Authoritative cover-up

Published: Monday 30 November 1992

-- The one-man inquiry commission appointed to investigate reports of poaching in the Ranthambhore tiger reserve has turned out to be a sham, say conservationists. The report has indicted the park's management for poaching, but has stopped short of actually pinning blame and recommending action. The report has generally criticised the entire park management in the state but has failed to specify who, in the Ranthambhore case, was responsible for allowing poachers to reduce the tiger population to 18 from 46 last year. Instead, it has confined itself to the non-availability of staff -- 10 of 19 posts are vacant -- and called for the training of staff.

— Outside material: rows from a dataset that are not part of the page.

//! Command helper methods for Test.

use super::Test;
use assert_cmd::Command;
use std::process::Output;

impl Test {
    /// Create a kmscreds command with an isolated environment.
    ///
    /// - HOME points at the temporary home directory
    /// - KMSCREDS_CONFIG points at a settings file that does not exist
    /// - colors are off so output can be matched literally
    pub fn cmd(&self) -> Command {
        #[allow(deprecated)]
        let mut cmd = Command::cargo_bin("kmscreds").expect("failed to find kmscreds binary");
        cmd.env("HOME", self.home.path());
        // Windows uses USERPROFILE instead of HOME for home directory
        cmd.env("USERPROFILE", self.home.path());
        cmd.env("KMSCREDS_CONFIG", self.home.path().join("config.toml"));
        cmd.env("NO_COLOR", "1");
        cmd.env_remove("KMSCREDS_PATH");
        cmd.env_remove("KMSCREDS_LOG");
        cmd.current_dir(self.dir.path());
        cmd
    }

    /// Shortcut for `kmscreds init`.
    pub fn init_cmd(&self, key_id: &str, context: &[&str]) -> Output {
        let mut cmd = self.cmd();
        cmd.args(["init", "--kms-key-id", key_id]);
        for entry in context {
            cmd.args(["--context", *entry]);
        }
        cmd.output().expect("failed to run kmscreds init")
    }

    /// Shortcut for `kmscreds add`, piping the value on stdin.
    pub fn add(&self, name: &str, value: &str) -> Output {
        self.cmd()
            .args(["add", name])
            .write_stdin(format!("{}\n", value))
            .output()
            .expect("failed to run kmscreds add")
    }

    /// Shortcut for `kmscreds rotate`, piping the value on stdin.
    pub fn rotate(&self, name: &str, value: &str) -> Output {
        self.cmd()
            .args(["rotate", name])
            .write_stdin(format!("{}\n", value))
            .output()
            .expect("failed to run kmscreds rotate")
    }

    /// Shortcut for `kmscreds export --format <format>`.
    pub fn export(&self, format: &str) -> Output {
        self.cmd()
            .args(["export", "--format", format])
            .output()
            .expect("failed to run kmscreds export")
    }

    /// Shortcut for `kmscreds list`.
    pub fn list(&self) -> Output {
        self.cmd()
            .arg("list")
            .output()
            .expect("failed to run kmscreds list")
    }

    /// Shortcut for `kmscreds list --json`, parsed.
    pub fn list_json(&self) -> serde_json::Value {
        let output = self
            .cmd()
            .args(["list", "--json"])
            .output()
            .expect("failed to run kmscreds list --json");
        assert!(output.status.success());
        serde_json::from_slice(&output.stdout).expect("list --json is not JSON")
    }
}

"There is a clear bias in this report. The state government has covered its tracks and in the process, pre-empted action by a Central inquiry team," says Tejbir Singh, a member of the Ministry of Environment's committee on environment and forests. He feels the report fails to adequately address the issue of tiger census. Ranthambhore's foresters felt the census was wrong. If it was so, says Singh, the chief wildlife warden should have immediately ordered another -- something that was not done and which the report glosses over.

At a meeting to review the commission's report, minister of state for environment Kamal Nath chalked out a programme to regulate vehicular traffic and tourist flow to check poaching. He also set up a seven-member committee to oversee the implementation of the report's recommendations. In a separate move, the ministry decided to hold a tiger census every two years instead of every five years.